WHAT THE EXERCISE ASKS: In your reply, reproduce the lines from the first one below to the line containing "assert_eq!(queues.ready.depth()?, 0);", inclusive, exactly as they stand.

RECORDS PROVIDED:

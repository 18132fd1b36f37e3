//! End-to-end runs of the split and upload workers over real queue directories.

use std::fs;
use std::sync::Arc;

use baknado_pipeline::{IterationOutcome, PartKind, Request, Transferer, WorkQueue, Workers};
use baknado_telemetry::Metrics;
use baknado_test_support::fixtures::PipelineWorkspace;
use baknado_test_support::mocks::{RecordingTransferer, RejectingTransferer};

type TestResult<T> = anyhow::Result<T>;

fn small_chunks() -> TestResult<PipelineWorkspace> {
    PipelineWorkspace::with_settings(|settings| {
        settings.chunk_size = 4;
        settings.max_retries = 1;
    })
}

fn workers(
    workspace: &PipelineWorkspace,
    transferer: Arc<dyn Transferer>,
    metrics: &Metrics,
) -> TestResult<Workers> {
    Ok(Workers::build(
        workspace.settings(),
        workspace.queues(),
        transferer,
        metrics,
    )?)
}

#[tokio::test]
async fn backup_travels_from_ready_to_complete() -> TestResult<()> {
    let workspace = small_chunks()?;
    let backup = workspace.write_backup("db.tgz", 10)?;
    workspace.submit(&backup, "prod")?;
    let transferer = Arc::new(RecordingTransferer::new(workspace.remote_root()));
    let metrics = Metrics::new()?;
    let workers = workers(&workspace, transferer.clone(), &metrics)?;

    let split = workers.split.run_once().await?;
    assert!(matches!(split, IterationOutcome::Completed(_)));
    let queues = workspace.queues();
    assert_eq!(queues.ready.depth()?, 0);
    assert_eq!(queues.processing.depth()?, 1);

    let upload = workers.upload.run_once().await?;
    let IterationOutcome::Completed(done) = upload else {
        anyhow::bail!("upload did not complete: {upload:?}");
    };
    assert_eq!(queues.processing.depth()?, 0);
    assert_eq!(queues.complete.depth()?, 1);

    let request = Request::load(&done)?;
    assert_eq!(request.failures, 0);
    assert_eq!(request.parts.len(), 4);
    assert!(request.parts.iter().all(|part| part.failures == 0));
    assert_eq!(
        request
            .parts
            .iter()
            .filter(|part| part.kind == PartKind::Manifest)
            .count(),
        1
    );
    let parts_dir = request
        .parts_dir
        .clone()
        .ok_or_else(|| anyhow::anyhow!("parts_dir missing"))?;
    assert!(parts_dir.ends_with(format!("{}/db.tgz.parts", request.job_id())));
    assert!(!parts_dir.exists());
    assert!(fs::read_dir(workspace.settings().split_dir())?.next().is_none());

    assert_eq!(
        transferer.calls(),
        vec![
            "db.tgz.part_aa",
            "db.tgz.part_ab",
            "db.tgz.part_ac",
            "db.tgz.manifest.json"
        ]
    );
    let mut reassembled = Vec::new();
    for key in ["db.tgz.part_aa", "db.tgz.part_ab", "db.tgz.part_ac"] {
        reassembled.extend(fs::read(transferer.stored_path("prod", key))?);
    }
    assert_eq!(reassembled, fs::read(&backup)?);

    let snapshot = metrics.snapshot();
    assert_eq!(snapshot.requests_completed, 2);
    assert_eq!(snapshot.parts_uploaded, 4);
    assert!(matches!(
        workers.split.run_once().await?,
        IterationOutcome::Idle
    ));
    Ok(())
}

#[tokio::test]
async fn flaky_part_is_retried_on_next_pass() -> TestResult<()> {
    let workspace = small_chunks()?;
    let backup = workspace.write_backup("db.tgz", 10)?;
    workspace.submit(&backup, "prod")?;
    let transferer = Arc::new(
        RecordingTransferer::new(workspace.remote_root()).fail_times("db.tgz.part_ab", 1),
    );
    let workers = workers(&workspace, transferer.clone(), &Metrics::new()?)?;

    workers.split.run_once().await?;
    let first = workers.upload.run_once().await?;
    let IterationOutcome::Failed { path, failures: 1 } = first else {
        anyhow::bail!("expected a first failure: {first:?}");
    };
    let pending = Request::load(&path)?;
    let failures: Vec<u32> = pending.parts.iter().map(|part| part.failures).collect();
    assert_eq!(failures, vec![0, 1, 0, 0]);

    assert!(matches!(
        workers.upload.run_once().await?,
        IterationOutcome::Completed(_)
    ));
    assert_eq!(
        transferer
            .calls()
            .iter()
            .filter(|key| key.as_str() == "db.tgz.part_ab")
            .count(),
        2
    );
    assert_eq!(transferer.calls().len(), 5);
    Ok(())
}

#[tokio::test]
async fn unreachable_store_ends_in_dead_letter_queue() -> TestResult<()> {
    let workspace = small_chunks()?;
    let backup = workspace.write_backup("db.tgz", 6)?;
    workspace.submit(&backup, "prod")?;
    let metrics = Metrics::new()?;
    let workers = workers(&workspace, Arc::new(RejectingTransferer), &metrics)?;

    workers.split.run_once().await?;
    assert!(matches!(
        workers.upload.run_once().await?,
        IterationOutcome::Failed { failures: 1, .. }
    ));
    assert!(matches!(
        workers.upload.run_once().await?,
        IterationOutcome::Failed { failures: 2, .. }
    ));
    assert!(matches!(
        workers.upload.run_once().await?,
        IterationOutcome::Abandoned(_)
    ));

    let queues = workspace.queues();
    assert_eq!(queues.processing.depth()?, 0);
    assert_eq!(
        PipelineWorkspace::queued_names(&*queues.abandoned)?,
        vec!["db.tgz.msg.json".to_string()]
    );
    assert_eq!(metrics.snapshot().requests_abandoned, 1);
    Ok(())
}

#[tokio::test]
async fn tampered_backup_is_never_split() -> TestResult<()> {
    let workspace = small_chunks()?;
    let backup = workspace.write_backup("db.tgz", 10)?;
    workspace.submit(&backup, "prod")?;
    fs::write(&backup, b"corrupted!")?;
    let workers = workers(
        &workspace,
        Arc::new(RecordingTransferer::new(workspace.remote_root())),
        &Metrics::new()?,
    )?;

    assert!(matches!(
        workers.split.run_once().await?,
        IterationOutcome::Failed { failures: 1, .. }
    ));
    assert!(matches!(
        workers.split.run_once().await?,
        IterationOutcome::Failed { failures: 2, .. }
    ));
    assert!(matches!(
        workers.split.run_once().await?,
        IterationOutcome::Abandoned(_)
    ));
    assert_eq!(workspace.queues().processing.depth()?, 0);
    let split_dir = workspace.settings().split_dir();
    assert!(!split_dir.exists() || fs::read_dir(&split_dir)?.next().is_none());
    Ok(())
}

#[tokio::test]
async fn crash_between_enqueue_and_dequeue_is_reconciled() -> TestResult<()> {
    let workspace = small_chunks()?;
    let backup = workspace.write_backup("db.tgz", 10)?;
    let mut original = workspace.submit(&backup, "prod")?;
    let workers = workers(
        &workspace,
        Arc::new(RecordingTransferer::new(workspace.remote_root())),
        &Metrics::new()?,
    )?;
    workers.split.run_once().await?;

    // The input copy reappears as if the worker died before removing it.
    original.source = None;
    workspace.queues().ready.enqueue(&mut original)?;
    assert_eq!(workspace.queues().ready.depth()?, 1);

    let removed = workers.split.reconcile()?;
    assert_eq!(removed.len(), 1);
    assert_eq!(workspace.queues().ready.depth()?, 0);
    assert_eq!(workspace.queues().processing.depth()?, 1);
    assert!(matches!(
        workers.split.run_once().await?,
        IterationOutcome::Idle
    ));
    Ok(())
}

#[tokio::test]
async fn replaying_a_split_request_is_a_no_op() -> TestResult<()> {
    let workspace = small_chunks()?;
    let backup = workspace.write_backup("db.tgz", 10)?;
    workspace.submit(&backup, "prod")?;
    let workers = workers(
        &workspace,
        Arc::new(RecordingTransferer::new(workspace.remote_root())),
        &Metrics::new()?,
    )?;
    let IterationOutcome::Completed(split_path) = workers.split.run_once().await? else {
        anyhow::bail!("split did not complete");
    };
    let split = Request::load(&split_path)?;

    // Re-running the split stage on an already split request leaves it untouched.
    let mut replay = split.clone();
    replay.source = None;
    workspace.queues().ready.enqueue(&mut replay)?;
    fs::remove_file(&split_path)?;
    let IterationOutcome::Completed(again) = workers.split.run_once().await? else {
        anyhow::bail!("replayed split did not complete");
    };
    let replayed = Request::load(&again)?;
    assert_eq!(replayed.parts, split.parts);
    assert_eq!(replayed.parts_dir, split.parts_dir);
    Ok(())
}

#[tokio::test]
async fn same_named_backups_never_displace_each_other() -> TestResult<()> {
    let workspace = small_chunks()?;
    let transferer = Arc::new(RecordingTransferer::new(workspace.remote_root()));
    let metrics = Metrics::new()?;
    let workers = workers(&workspace, transferer, &metrics)?;
    let queues = workspace.queues();

    let day_one = workspace.write_backup("d1/backup.tgz", 18)?;
    workspace.submit(&day_one, "prod")?;
    let IterationOutcome::Completed(first) = workers.split.run_once().await? else {
        anyhow::bail!("first split did not complete");
    };
    let first = Request::load(&first)?;
    let first_dir = first
        .parts_dir
        .clone()
        .ok_or_else(|| anyhow::anyhow!("parts_dir missing"))?;
    assert_eq!(fs::read_dir(&first_dir)?.count(), 6);

    let day_two = workspace.write_backup("d2/backup.tgz", 7)?;
    let second = workspace.submit(&day_two, "prod")?;
    assert!(matches!(
        workers.split.run_once().await?,
        IterationOutcome::Failed { failures: 1, .. }
    ));

    let held = queues
        .processing
        .peek_next()?
        .ok_or_else(|| anyhow::anyhow!("processing queue empty"))?;
    assert!(Request::load(&held)?.same_job(&first));
    assert_eq!(fs::read_dir(&first_dir)?.count(), 6);
    let waiting = Request::load(&queues.ready.directory().join("backup.tgz.msg.json"))?;
    assert!(waiting.same_job(&second));
    assert_eq!(waiting.failures, 1);
    assert_ne!(waiting.parts_dir, first.parts_dir);
    Ok(())
}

ANSWER SPACE:
repository 18132fd1b36f37e3
//! End-to-end runs of the split and upload workers over real queue directories.

use std::fs;
use std::sync::Arc;

use baknado_pipeline::{IterationOutcome, PartKind, Request, Transferer, WorkQueue, Workers};
use baknado_telemetry::Metrics;
use baknado_test_support::fixtures::PipelineWorkspace;
use baknado_test_support::mocks::{RecordingTransferer, RejectingTransferer};

type TestResult<T> = anyhow::Result<T>;

fn small_chunks() -> TestResult<PipelineWorkspace> {
    PipelineWorkspace::with_settings(|settings| {
        settings.chunk_size = 4;
        settings.max_retries = 1;
    })
}

fn workers(
    workspace: &PipelineWorkspace,
    transferer: Arc<dyn Transferer>,
    metrics: &Metrics,
) -> TestResult<Workers> {
    Ok(Workers::build(
        workspace.settings(),
        workspace.queues(),
        transferer,
        metrics,
    )?)
}

#[tokio::test]
async fn backup_travels_from_ready_to_complete() -> TestResult<()> {
    let workspace = small_chunks()?;
    let backup = workspace.write_backup("db.tgz", 10)?;
    workspace.submit(&backup, "prod")?;
    let transferer = Arc::new(RecordingTransferer::new(workspace.remote_root()));
    let metrics = Metrics::new()?;
    let workers = workers(&workspace, transferer.clone(), &metrics)?;

    let split = workers.split.run_once().await?;
    assert!(matches!(split, IterationOutcome::Completed(_)));
    let queues = workspace.queues();
    assert_eq!(queues.ready.depth()?, 0);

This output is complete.